The dispute between Armenia and Azerbaijan began in the late Soviet period when citizens of the ethnically Armenian autonomous area of Nagorno-Karabakh appealed that Moscow severs the region from the Azerbaijani Soviet Socialist Republic and connect it to the Armenian SSR. This step led to the arouse of patriotic sentiment on both sides and a protracted, bloody dispute.

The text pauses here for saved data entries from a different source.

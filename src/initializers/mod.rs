//! Per-language function initializers
//!
//! Every language renders the same set of artifacts from embedded templates:
//! a `Dockerfile` based on the language invoker image, the `Function` and
//! `Topic` manifests, and a source stub when no source exists yet.

mod discovery;
mod error;

pub use discovery::{ArtifactChoice, detect_language, find_candidates, resolve_artifact};
pub use error::InitializerError;

use serde::Serialize;
use std::fmt;
use std::fs;
use std::io::{self, Write};
use std::path::{Path, PathBuf};
use tracing::{debug, info};

use crate::options::{FunctionConfig, Protocol};
use crate::templating::TemplateEngine;

// Embed the function templates at compile time
const TEMPLATES: &[(&str, &str)] = &[
    (
        "function.yaml",
        include_str!("templates/common/function.yaml.j2"),
    ),
    ("topics.yaml", include_str!("templates/common/topics.yaml.j2")),
    (
        "java/Dockerfile",
        include_str!("templates/java/Dockerfile.j2"),
    ),
    (
        "command/Dockerfile",
        include_str!("templates/command/Dockerfile.j2"),
    ),
    (
        "command/function",
        include_str!("templates/command/function.sh.j2"),
    ),
    (
        "node/Dockerfile",
        include_str!("templates/node/Dockerfile.j2"),
    ),
    (
        "node/function",
        include_str!("templates/node/function.js.j2"),
    ),
    (
        "python/Dockerfile",
        include_str!("templates/python/Dockerfile.j2"),
    ),
    (
        "python/function",
        include_str!("templates/python/function.py.j2"),
    ),
    ("go/Dockerfile", include_str!("templates/go/Dockerfile.j2")),
    ("go/function", include_str!("templates/go/function.go.j2")),
];

/// The supported function languages. Each one is its own initializer.
#[derive(Debug, Clone, Copy, PartialEq, Eq, Hash)]
pub enum Language {
    Java,
    Command,
    Node,
    Python,
    Go,
}

impl Language {
    pub const ALL: [Language; 5] = [
        Language::Java,
        Language::Command,
        Language::Node,
        Language::Python,
        Language::Go,
    ];

    pub fn name(&self) -> &'static str {
        match self {
            Language::Java => "java",
            Language::Command => "command",
            Language::Node => "node",
            Language::Python => "python",
            Language::Go => "go",
        }
    }

    pub fn extensions(&self) -> &'static [&'static str] {
        match self {
            Language::Java => &["jar"],
            Language::Command => &["sh"],
            Language::Node => &["js"],
            Language::Python => &["py"],
            Language::Go => &["go"],
        }
    }

    /// Directories searched for artifacts, relative to the function directory.
    pub(crate) fn search_dirs(&self) -> &'static [&'static str] {
        match self {
            Language::Java => &["", "target", "build/libs"],
            _ => &[""],
        }
    }

    pub(crate) fn excluded_patterns(&self) -> &'static [&'static str] {
        match self {
            Language::Go => &["*_test.go"],
            _ => &[],
        }
    }

    pub fn from_extension(ext: &str) -> Option<Self> {
        Self::ALL
            .into_iter()
            .find(|language| language.extensions().contains(&ext))
    }

    /// Protocol used when none was given on the command line.
    pub fn default_protocol(&self) -> Protocol {
        match self {
            Language::Java | Language::Node => Protocol::Http,
            Language::Python | Language::Command => Protocol::Stdio,
            Language::Go => Protocol::Grpc,
        }
    }

    pub fn invoker_image(&self, riff_version: &str) -> String {
        let invoker = match self {
            Language::Python => "python3",
            other => other.name(),
        };
        format!("projectriff/{invoker}-function-invoker:{riff_version}")
    }

    /// Java functions are shipped as jars, so there is nothing to stub.
    pub fn stub_file_name(&self, function_name: &str) -> Option<PathBuf> {
        match self {
            Language::Java => None,
            other => Some(PathBuf::from(format!(
                "{function_name}.{}",
                other.extensions()[0]
            ))),
        }
    }

    /// Generate the function artifacts, writing reports (or the dry-run
    /// output) to `out`.
    pub fn initialize<W: Write>(
        self,
        config: FunctionConfig,
        out: &mut W,
    ) -> Result<(), InitializerError> {
        info!("Initializing {} function {}", self.name(), config.name);
        let files = self.render(&config)?;

        if config.dry_run {
            print_files(&files, out)
        } else {
            write_files(&config.directory, &files, config.force, out)
        }
    }

    /// Render every artifact for `config` without touching the disk.
    pub fn render(self, config: &FunctionConfig) -> Result<Vec<GeneratedFile>, InitializerError> {
        let mut engine = TemplateEngine::new();
        engine.add_templates(TEMPLATES)?;

        let artifact = resolve_artifact(self, config)?;
        debug!("Using artifact {:?}", artifact);

        let context = FunctionContext {
            name: &config.name,
            image: config.image(),
            invoker: self.invoker_image(&config.riff_version),
            handler: config.handler.as_deref(),
            artifact: slash_path(artifact.path()),
            artifact_file: artifact
                .path()
                .file_name()
                .map(|name| name.to_string_lossy().into_owned())
                .unwrap_or_default(),
            protocol: config
                .protocol
                .unwrap_or_else(|| self.default_protocol())
                .as_str(),
            input: &config.input,
            output: config.output.as_deref(),
            has_requirements: config.directory.join("requirements.txt").is_file(),
        };

        let mut files = Vec::new();
        if let ArtifactChoice::Stub(path) = &artifact {
            files.push(GeneratedFile {
                path: path.clone(),
                contents: engine.render(&format!("{}/function", self.name()), &context)?,
                executable: self == Language::Command,
            });
        }
        files.push(GeneratedFile {
            path: PathBuf::from("Dockerfile"),
            contents: engine.render(&format!("{}/Dockerfile", self.name()), &context)?,
            executable: false,
        });
        files.push(GeneratedFile {
            path: PathBuf::from(format!("{}-function.yaml", config.name)),
            contents: engine.render("function.yaml", &context)?,
            executable: false,
        });
        files.push(GeneratedFile {
            path: PathBuf::from(format!("{}-topics.yaml", config.name)),
            contents: engine.render("topics.yaml", &context)?,
            executable: false,
        });

        Ok(files)
    }
}

impl fmt::Display for Language {
    fn fmt(&self, f: &mut fmt::Formatter<'_>) -> fmt::Result {
        f.write_str(self.name())
    }
}

/// One rendered artifact, relative to the function directory.
#[derive(Debug, Clone, PartialEq, Eq)]
pub struct GeneratedFile {
    pub path: PathBuf,
    pub contents: String,
    pub executable: bool,
}

#[derive(Debug, Serialize)]
struct FunctionContext<'a> {
    name: &'a str,
    image: String,
    invoker: String,
    handler: Option<&'a str>,
    artifact: String,
    artifact_file: String,
    protocol: &'static str,
    input: &'a str,
    output: Option<&'a str>,
    has_requirements: bool,
}

fn print_files<W: Write>(files: &[GeneratedFile], out: &mut W) -> Result<(), InitializerError> {
    for file in files {
        writeln!(out, "---- {} ----", file.path.display()).map_err(InitializerError::Output)?;
        out.write_all(file.contents.as_bytes())
            .map_err(InitializerError::Output)?;
        if !file.contents.ends_with('\n') {
            writeln!(out).map_err(InitializerError::Output)?;
        }
        writeln!(out).map_err(InitializerError::Output)?;
    }
    Ok(())
}

/// Write all files, refusing up front if any exists and `force` is off.
fn write_files<W: Write>(
    directory: &Path,
    files: &[GeneratedFile],
    force: bool,
    out: &mut W,
) -> Result<(), InitializerError> {
    if !force {
        if let Some(existing) = files
            .iter()
            .map(|file| directory.join(&file.path))
            .find(|path| path.exists())
        {
            return Err(InitializerError::FileExists { path: existing });
        }
    }

    for file in files {
        let target = directory.join(&file.path);
        fs::write(&target, &file.contents).map_err(|source| InitializerError::Write {
            path: target.clone(),
            source,
        })?;
        if file.executable {
            make_executable(&target).map_err(|source| InitializerError::Write {
                path: target.clone(),
                source,
            })?;
        }
        info!("Wrote {}", target.display());
        writeln!(out, "Created {}", file.path.display()).map_err(InitializerError::Output)?;
    }
    Ok(())
}

#[cfg(unix)]
fn make_executable(path: &Path) -> io::Result<()> {
    use std::os::unix::fs::PermissionsExt;

    let mut permissions = fs::metadata(path)?.permissions();
    permissions.set_mode(permissions.mode() | 0o755);
    fs::set_permissions(path, permissions)
}

#[cfg(not(unix))]
fn make_executable(_path: &Path) -> io::Result<()> {
    Ok(())
}

/// Dockerfiles always use forward slashes.
fn slash_path(path: &Path) -> String {
    path.components()
        .map(|component| component.as_os_str().to_string_lossy())
        .collect::<Vec<_>>()
        .join("/")
}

After the separation of the Soviet Union, independent Azerbaijan on the one side and Karabakh Armenians and independent Armenia went to the other side of the war, leading to mass rearrangement and ethnic sanitisation. In 1994, the two sides signed a ceasefire contract, leaving the Armenian side with de facto control of the Karabakh area and surrounding territories related to Azerbaijan. Attempts to negotiate a durable peace contract by the United States, Russia, and France under the sponsorship of the OSCE Minsk Group were vain.
The major dispute broke out in 2016 and 2020. In the latter, 45 days of war conclude with Azerbaijani forces taking back most of the enclave it had lost two decades earlier, with Armenians in control of a rump Karabakh. Russia then deployed pacifists to Karabakh to guarantee the ceasefire it had arranged for the safety of the two groups and resolve the war that arose between them.
One of the positive conclusions of the 2020 war was that it detached several impediments to reconciliation and rapprochement in the area. Turkey, for example, had shut its land border with Armenia because of the latter’s occupation of the Azerbaijani enclave, and most transportation links betwixt the three countries were shrouded in the 1990s. But diplomacy since the 2020 war has the possibility for their reconditioning.
Previous year, Baku and Yerevan agreed to form a delimitation commission, formed a hotline between their defence ministers, and started talking directly with each other once again—all small signs of progress meant that time.
Yet, this progress has been accompanied by a dilemma. Azerbaijan seems to be using a new version of the intimidation model that Moscow prepared for Kyiv in the run-up to the February 24 invasion—namely military buildups along with the borderline of the two territories, coercive diplomacy, and occasional military hardwork to push deeper into Armenian-held nation.
The formation of diplomatic relations and the opening of regional transportation connections.
Azerbaijan was forced to distance itself quickly from a new partnership and “alliance” agreement it signed with Russia just before the dispute. It also chose not to vote on all three United Nations General Assembly resolutions condemning Russian actions in Ukraine, effectively charging a low foreign policy profile.